Your assignment: Scan the material for the word "collect" and return every matching line.
^^^^^^^^
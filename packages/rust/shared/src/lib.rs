//! Shared types, error model, and configuration for ContentFlow.
//!
//! This crate is the foundation depended on by all other ContentFlow crates.
//! It provides:
//! - [`ContentFlowError`], the unified error type
//! - Domain types ([`ContentItem`], [`ContentType`], [`ChatMessage`])
//! - Configuration ([`AppConfig`], config loading)

pub mod config;
pub mod error;
pub mod types;

// Re-export public API at crate root for ergonomic imports.
pub use config::{
    AppConfig, AssistantConfig, CatalogConfig, OpenRouterConfig, api_key, config_dir,
    config_file_path, init_config, load_config, load_config_from, validate_endpoint,
};
pub use error::{ContentFlowError, Result};
pub use types::{Category, ChatMessage, ContentItem, ContentType, MessageId, MessageKind, Role};
//! X.509 certificate handling for issued chains and trust roots.

use chrono::{DateTime, Utc};
use x509_parser::certificate::X509Certificate;
use x509_parser::extensions::{GeneralName, ParsedExtension};

use crate::{Error, Result};

/// A DER certificate with its PEM form kept alongside.
#[derive(Debug, Clone, PartialEq, Eq)]
pub struct Certificate {
    der: Vec<u8>,
    pem: String,
}

impl Certificate {
    pub fn from_der(der: Vec<u8>) -> Self {
        let pem = der_to_pem(&der, "CERTIFICATE");
        Self { der, pem }
    }

    /// Parses one `CERTIFICATE` PEM block.
    pub fn from_pem(pem: &str) -> Result<Self> {
        let parsed = pem::parse(pem)
            .map_err(|e| Error::Certificate(format!("failed to parse PEM: {e}")))?;
        if parsed.tag() != "CERTIFICATE" {
            return Err(Error::Certificate(format!(
                "expected CERTIFICATE PEM block, found {}",
                parsed.tag()
            )));
        }
        Ok(Self::from_der(parsed.into_contents()))
    }

    pub fn der(&self) -> &[u8] {
        &self.der
    }

    pub fn to_pem(&self) -> &str {
        &self.pem
    }

    fn parsed(&self) -> Result<X509Certificate<'_>> {
        let (_, cert) = x509_parser::parse_x509_certificate(&self.der)
            .map_err(|e| Error::Certificate(format!("failed to parse certificate: {e}")))?;
        Ok(cert)
    }

    /// URI and email entries of the Subject Alternative Name extension.
    pub fn subject_alt_names(&self) -> Result<Vec<String>> {
        let cert = self.parsed()?;
        let mut names = Vec::new();
        for ext in cert.extensions() {
            if let ParsedExtension::SubjectAlternativeName(san) = ext.parsed_extension() {
                for name in &san.general_names {
                    match name {
                        GeneralName::URI(uri) => names.push(uri.to_string()),
                        GeneralName::RFC822Name(email) => names.push(email.to_string()),
                        _ => {}
                    }
                }
            }
        }
        Ok(names)
    }

    /// Raw value of a non-standard extension, if present.
    pub fn extension_value(&self, oid_der: &[u8]) -> Result<Option<Vec<u8>>> {
        let cert = self.parsed()?;
        Ok(cert
            .extensions()
            .iter()
            .find(|ext| ext.oid.as_bytes() == oid_der)
            .map(|ext| ext.value.to_vec()))
    }

    /// DER-encoded SubjectPublicKeyInfo.
    pub fn public_key_der(&self) -> Result<Vec<u8>> {
        Ok(self.parsed()?.public_key().raw.to_vec())
    }

    pub fn not_after(&self) -> Result<DateTime<Utc>> {
        let timestamp = self.parsed()?.validity().not_after.timestamp();
        DateTime::from_timestamp(timestamp, 0)
            .ok_or_else(|| Error::Certificate(format!("notAfter out of range: {timestamp}")))
    }

    pub fn not_before(&self) -> Result<DateTime<Utc>> {
        let timestamp = self.parsed()?.validity().not_before.timestamp();
        DateTime::from_timestamp(timestamp, 0)
            .ok_or_else(|| Error::Certificate(format!("notBefore out of range: {timestamp}")))
    }

    /// RFC 4514 rendering of the subject DN; empty for issued leaves.
    pub fn subject(&self) -> Result<String> {
        Ok(self.parsed()?.subject().to_string())
    }

    pub fn issuer(&self) -> Result<String> {
        Ok(self.parsed()?.issuer().to_string())
    }

    /// Whether basicConstraints marks this certificate as a CA.
    pub fn is_ca(&self) -> Result<bool> {
        Ok(self.parsed()?.is_ca())
    }

    /// Checks that this certificate was signed by `issuer`'s key, or by its
    /// own key when `issuer` is `None`.
    pub fn verify_signed_by(&self, issuer: Option<&Certificate>) -> Result<()> {
        let cert = self.parsed()?;
        let result = match issuer {
            Some(issuer) => {
                let issuer = issuer.parsed()?;
                cert.verify_signature(Some(issuer.public_key()))
            }
            None => cert.verify_signature(None),
        };
        result.map_err(|e| Error::Certificate(format!("signature verification failed: {e}")))
    }
}

/// An issued certificate chain: leaf first, ending at a self-signed root.
#[derive(Debug, Clone, PartialEq, Eq)]
pub struct CertificateChain {
    certificates: Vec<Certificate>,
}

impl CertificateChain {
    /// Validates and wraps a chain.
    ///
    /// The chain must be non-empty, each certificate's issuer must equal the
    /// next certificate's subject and be signed by it, and the last certificate
    /// must be self-signed.
    pub fn new(certificates: Vec<Certificate>) -> Result<Self> {
        let root = certificates
            .last()
            .ok_or_else(|| Error::Certificate("empty certificate chain".to_string()))?;

        for pair in certificates.windows(2) {
            let (child, parent) = (&pair[0], &pair[1]);
            let (issuer, subject) = (child.issuer()?, parent.subject()?);
            if issuer != subject {
                return Err(Error::Certificate(format!(
                    "chain break: issuer {issuer:?} does not match next subject {subject:?}"
                )));
            }
            child.verify_signed_by(Some(parent))?;
        }

        if root.issuer()? != root.subject()? {
            return Err(Error::Certificate(
                "chain does not end at a self-signed root".to_string(),
            ));
        }
        root.verify_signed_by(None)?;

        Ok(Self { certificates })
    }

    pub fn certificates(&self) -> &[Certificate] {
        &self.certificates
    }

    pub fn leaf(&self) -> &Certificate {
        &self.certificates[0]
    }

    pub fn root(&self) -> &Certificate {
        &self.certificates[self.certificates.len() - 1]
    }

    pub fn len(&self) -> usize {
        self.certificates.len()
    }

    pub fn is_empty(&self) -> bool {
        self.certificates.is_empty()
    }

    /// PEM entries, one per certificate, leaf first.
    pub fn to_pem_entries(&self) -> Vec<String> {
        self.certificates
            .iter()
            .map(|c| c.to_pem().to_string())
            .collect()
    }
}

/// Roots relying parties anchor issued chains to.
#[derive(Debug, Clone, PartialEq, Eq)]
pub struct TrustBundle {
    roots: Vec<Certificate>,
}

impl TrustBundle {
    pub fn new(roots: Vec<Certificate>) -> Self {
        Self { roots }
    }

    /// Parses concatenated PEM; at least one certificate is required.
    pub fn from_pem(pem: &str) -> Result<Self> {
        let roots = parse_cert_chain_pem(pem)?;
        if roots.is_empty() {
            return Err(Error::Certificate("no certificates in PEM".to_string()));
        }
        Ok(Self { roots })
    }

    pub fn roots(&self) -> &[Certificate] {
        &self.roots
    }

    /// Concatenated PEM blocks, one per root.
    pub fn to_pem(&self) -> String {
        self.roots.iter().map(|c| c.to_pem()).collect()
    }
}

/// Every `CERTIFICATE` block in `pem_str`, in order. Other blocks are skipped.
pub fn parse_cert_chain_pem(pem_str: &str) -> Result<Vec<Certificate>> {
    pem::parse_many(pem_str)
        .map_err(|e| Error::Certificate(format!("failed to parse PEM: {e}")))?
        .into_iter()
        .filter(|p| p.tag() == "CERTIFICATE")
        .map(|p| Ok(Certificate::from_der(p.into_contents())))
        .collect()
}

pub(crate) fn der_to_pem(der: &[u8], label: &str) -> String {
    pem::encode(&pem::Pem::new(label, der))
}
^^^^^^^^
Response:
            .collect()
        self.roots.iter().map(|c| c.to_pem()).collect()
        .collect()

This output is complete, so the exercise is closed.